[PROBLEM]:
Write out again only the lines that run from the start of the entries to the line containing "or non-finite amount.", both included.

Saved entries
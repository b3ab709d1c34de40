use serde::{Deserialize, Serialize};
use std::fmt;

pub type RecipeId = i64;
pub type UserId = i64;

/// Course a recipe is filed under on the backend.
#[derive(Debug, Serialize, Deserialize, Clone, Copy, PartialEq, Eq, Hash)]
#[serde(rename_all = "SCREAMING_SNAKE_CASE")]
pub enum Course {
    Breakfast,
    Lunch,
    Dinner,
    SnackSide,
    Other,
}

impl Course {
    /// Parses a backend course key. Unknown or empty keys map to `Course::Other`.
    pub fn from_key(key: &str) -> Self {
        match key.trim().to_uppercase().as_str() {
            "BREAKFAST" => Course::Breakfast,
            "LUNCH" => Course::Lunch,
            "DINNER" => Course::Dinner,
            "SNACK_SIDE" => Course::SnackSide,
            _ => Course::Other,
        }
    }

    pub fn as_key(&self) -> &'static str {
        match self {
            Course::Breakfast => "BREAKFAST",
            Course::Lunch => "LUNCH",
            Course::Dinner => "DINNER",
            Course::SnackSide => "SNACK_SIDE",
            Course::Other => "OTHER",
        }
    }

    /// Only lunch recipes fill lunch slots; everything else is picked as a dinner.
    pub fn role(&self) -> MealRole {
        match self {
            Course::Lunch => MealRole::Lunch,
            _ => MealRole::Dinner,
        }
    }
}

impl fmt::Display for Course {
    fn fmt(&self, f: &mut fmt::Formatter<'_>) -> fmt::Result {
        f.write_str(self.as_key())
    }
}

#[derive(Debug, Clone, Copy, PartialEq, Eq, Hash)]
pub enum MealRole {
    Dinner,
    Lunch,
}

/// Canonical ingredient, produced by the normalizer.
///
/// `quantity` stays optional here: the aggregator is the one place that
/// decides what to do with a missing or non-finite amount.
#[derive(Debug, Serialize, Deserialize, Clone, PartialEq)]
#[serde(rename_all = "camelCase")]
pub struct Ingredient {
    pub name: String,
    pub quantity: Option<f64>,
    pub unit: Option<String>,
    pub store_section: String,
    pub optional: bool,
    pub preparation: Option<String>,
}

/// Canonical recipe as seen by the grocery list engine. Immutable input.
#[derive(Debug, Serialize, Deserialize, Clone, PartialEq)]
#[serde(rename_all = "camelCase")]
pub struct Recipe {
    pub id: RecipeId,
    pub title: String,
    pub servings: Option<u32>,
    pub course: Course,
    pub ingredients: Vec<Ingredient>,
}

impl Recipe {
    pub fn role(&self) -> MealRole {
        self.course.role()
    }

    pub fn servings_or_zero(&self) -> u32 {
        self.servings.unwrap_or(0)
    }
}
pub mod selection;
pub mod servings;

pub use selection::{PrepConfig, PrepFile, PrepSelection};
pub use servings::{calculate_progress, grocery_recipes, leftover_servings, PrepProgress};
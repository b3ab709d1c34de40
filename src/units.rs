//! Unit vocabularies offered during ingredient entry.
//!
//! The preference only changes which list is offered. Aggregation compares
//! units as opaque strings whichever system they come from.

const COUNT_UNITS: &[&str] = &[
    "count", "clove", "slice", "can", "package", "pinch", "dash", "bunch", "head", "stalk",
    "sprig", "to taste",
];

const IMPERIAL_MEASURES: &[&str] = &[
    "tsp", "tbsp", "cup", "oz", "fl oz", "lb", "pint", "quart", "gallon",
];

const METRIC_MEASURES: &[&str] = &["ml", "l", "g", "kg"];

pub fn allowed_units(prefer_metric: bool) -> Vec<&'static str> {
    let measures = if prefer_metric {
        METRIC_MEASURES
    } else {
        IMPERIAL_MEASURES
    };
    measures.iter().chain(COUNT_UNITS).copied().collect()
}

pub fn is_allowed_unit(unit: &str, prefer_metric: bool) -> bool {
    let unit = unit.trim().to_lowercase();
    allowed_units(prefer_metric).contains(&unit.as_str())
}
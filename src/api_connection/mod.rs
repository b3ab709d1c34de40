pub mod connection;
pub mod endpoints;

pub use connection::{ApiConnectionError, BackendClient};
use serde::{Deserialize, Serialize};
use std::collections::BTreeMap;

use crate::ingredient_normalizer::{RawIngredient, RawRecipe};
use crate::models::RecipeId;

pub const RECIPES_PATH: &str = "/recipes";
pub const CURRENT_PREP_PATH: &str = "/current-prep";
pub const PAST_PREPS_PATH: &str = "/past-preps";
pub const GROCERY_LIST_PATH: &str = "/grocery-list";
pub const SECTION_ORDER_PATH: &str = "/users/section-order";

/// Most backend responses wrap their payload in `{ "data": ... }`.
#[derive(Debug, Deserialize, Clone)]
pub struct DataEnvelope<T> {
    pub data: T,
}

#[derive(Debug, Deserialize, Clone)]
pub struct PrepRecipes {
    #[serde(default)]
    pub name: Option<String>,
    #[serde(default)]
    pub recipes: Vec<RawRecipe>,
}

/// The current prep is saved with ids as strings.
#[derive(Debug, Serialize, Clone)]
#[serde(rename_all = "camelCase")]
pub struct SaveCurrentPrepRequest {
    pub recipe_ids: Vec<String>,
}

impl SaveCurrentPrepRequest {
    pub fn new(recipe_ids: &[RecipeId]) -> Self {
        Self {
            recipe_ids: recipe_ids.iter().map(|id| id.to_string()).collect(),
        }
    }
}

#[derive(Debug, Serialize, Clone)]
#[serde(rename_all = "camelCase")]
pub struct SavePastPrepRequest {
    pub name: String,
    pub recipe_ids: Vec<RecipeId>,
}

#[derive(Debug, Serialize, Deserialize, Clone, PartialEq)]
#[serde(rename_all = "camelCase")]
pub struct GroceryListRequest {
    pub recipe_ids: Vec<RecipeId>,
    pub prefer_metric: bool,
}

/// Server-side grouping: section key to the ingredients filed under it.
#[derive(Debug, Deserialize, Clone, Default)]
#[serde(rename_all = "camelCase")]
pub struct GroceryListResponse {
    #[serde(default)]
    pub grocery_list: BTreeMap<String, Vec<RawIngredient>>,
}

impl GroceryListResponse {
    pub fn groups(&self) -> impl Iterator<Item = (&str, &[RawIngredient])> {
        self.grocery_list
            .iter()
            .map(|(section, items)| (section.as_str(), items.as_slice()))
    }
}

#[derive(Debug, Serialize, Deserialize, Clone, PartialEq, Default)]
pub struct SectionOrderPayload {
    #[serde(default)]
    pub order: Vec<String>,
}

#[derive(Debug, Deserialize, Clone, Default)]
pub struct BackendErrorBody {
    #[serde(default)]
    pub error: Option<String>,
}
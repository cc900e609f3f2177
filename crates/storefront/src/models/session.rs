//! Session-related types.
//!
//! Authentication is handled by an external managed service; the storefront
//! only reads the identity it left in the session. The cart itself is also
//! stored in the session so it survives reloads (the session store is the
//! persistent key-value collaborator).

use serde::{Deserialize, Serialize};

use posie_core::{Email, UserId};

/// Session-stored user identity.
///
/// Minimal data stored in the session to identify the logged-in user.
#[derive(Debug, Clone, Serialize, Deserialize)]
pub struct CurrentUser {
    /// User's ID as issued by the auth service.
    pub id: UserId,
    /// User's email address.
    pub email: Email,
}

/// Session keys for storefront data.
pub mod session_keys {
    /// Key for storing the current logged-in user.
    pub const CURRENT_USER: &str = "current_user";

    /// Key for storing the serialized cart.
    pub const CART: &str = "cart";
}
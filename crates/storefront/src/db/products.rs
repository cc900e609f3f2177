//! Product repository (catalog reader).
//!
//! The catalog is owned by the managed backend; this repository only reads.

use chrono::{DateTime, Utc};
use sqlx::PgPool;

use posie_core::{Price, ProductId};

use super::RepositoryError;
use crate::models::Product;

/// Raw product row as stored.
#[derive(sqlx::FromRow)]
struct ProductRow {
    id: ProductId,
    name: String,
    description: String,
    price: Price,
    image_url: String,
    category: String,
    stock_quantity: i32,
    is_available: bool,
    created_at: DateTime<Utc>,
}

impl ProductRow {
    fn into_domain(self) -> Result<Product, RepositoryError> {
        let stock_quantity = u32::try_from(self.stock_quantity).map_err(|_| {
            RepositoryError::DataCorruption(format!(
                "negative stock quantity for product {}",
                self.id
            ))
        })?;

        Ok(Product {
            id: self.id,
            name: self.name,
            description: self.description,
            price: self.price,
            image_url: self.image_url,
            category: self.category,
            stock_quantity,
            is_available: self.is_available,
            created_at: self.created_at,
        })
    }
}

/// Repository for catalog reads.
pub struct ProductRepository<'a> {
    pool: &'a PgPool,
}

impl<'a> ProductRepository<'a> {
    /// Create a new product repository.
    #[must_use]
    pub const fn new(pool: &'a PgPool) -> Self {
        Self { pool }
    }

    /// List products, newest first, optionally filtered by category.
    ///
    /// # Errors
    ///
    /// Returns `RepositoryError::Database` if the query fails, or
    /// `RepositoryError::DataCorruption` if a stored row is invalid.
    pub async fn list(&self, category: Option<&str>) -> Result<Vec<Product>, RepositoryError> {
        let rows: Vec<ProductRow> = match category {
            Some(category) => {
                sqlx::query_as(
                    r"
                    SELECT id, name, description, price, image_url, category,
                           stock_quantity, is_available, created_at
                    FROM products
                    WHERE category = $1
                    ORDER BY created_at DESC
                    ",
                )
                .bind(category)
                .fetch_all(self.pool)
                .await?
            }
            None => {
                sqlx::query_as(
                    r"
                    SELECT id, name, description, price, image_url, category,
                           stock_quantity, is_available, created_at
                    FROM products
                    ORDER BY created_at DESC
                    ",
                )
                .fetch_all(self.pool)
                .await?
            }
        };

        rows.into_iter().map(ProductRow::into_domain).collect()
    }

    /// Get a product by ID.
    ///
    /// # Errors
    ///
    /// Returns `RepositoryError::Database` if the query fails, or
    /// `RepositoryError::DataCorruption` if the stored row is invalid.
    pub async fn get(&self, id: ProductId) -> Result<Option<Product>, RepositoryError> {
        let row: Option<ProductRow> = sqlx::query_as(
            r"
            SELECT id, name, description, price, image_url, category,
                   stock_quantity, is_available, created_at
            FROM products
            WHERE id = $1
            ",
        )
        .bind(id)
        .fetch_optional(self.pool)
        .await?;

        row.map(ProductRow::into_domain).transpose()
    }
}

[WRITTEN REPLY]:
repository b3ab709d1c34de40
use serde::{Deserialize, Serialize};
use std::fmt;

pub type RecipeId = i64;
pub type UserId = i64;

/// Course a recipe is filed under on the backend.
#[derive(Debug, Serialize, Deserialize, Clone, Copy, PartialEq, Eq, Hash)]
#[serde(rename_all = "SCREAMING_SNAKE_CASE")]
pub enum Course {
    Breakfast,
    Lunch,
    Dinner,
    SnackSide,
    Other,
}

impl Course {
    /// Parses a backend course key. Unknown or empty keys map to `Course::Other`.
    pub fn from_key(key: &str) -> Self {
        match key.trim().to_uppercase().as_str() {
            "BREAKFAST" => Course::Breakfast,
            "LUNCH" => Course::Lunch,
            "DINNER" => Course::Dinner,
            "SNACK_SIDE" => Course::SnackSide,
            _ => Course::Other,
        }
    }

    pub fn as_key(&self) -> &'static str {
        match self {
            Course::Breakfast => "BREAKFAST",
            Course::Lunch => "LUNCH",
            Course::Dinner => "DINNER",
            Course::SnackSide => "SNACK_SIDE",
            Course::Other => "OTHER",
        }
    }

    /// Only lunch recipes fill lunch slots; everything else is picked as a dinner.
    pub fn role(&self) -> MealRole {
        match self {
            Course::Lunch => MealRole::Lunch,
            _ => MealRole::Dinner,
        }
    }
}

impl fmt::Display for Course {
    fn fmt(&self, f: &mut fmt::Formatter<'_>) -> fmt::Result {
        f.write_str(self.as_key())
    }
}

#[derive(Debug, Clone, Copy, PartialEq, Eq, Hash)]
pub enum MealRole {
    Dinner,
    Lunch,
}

/// Canonical ingredient, produced by the normalizer.
///
/// `quantity` stays optional here: the aggregator is the one place that
/// decides what to do with a missing or non-finite amount.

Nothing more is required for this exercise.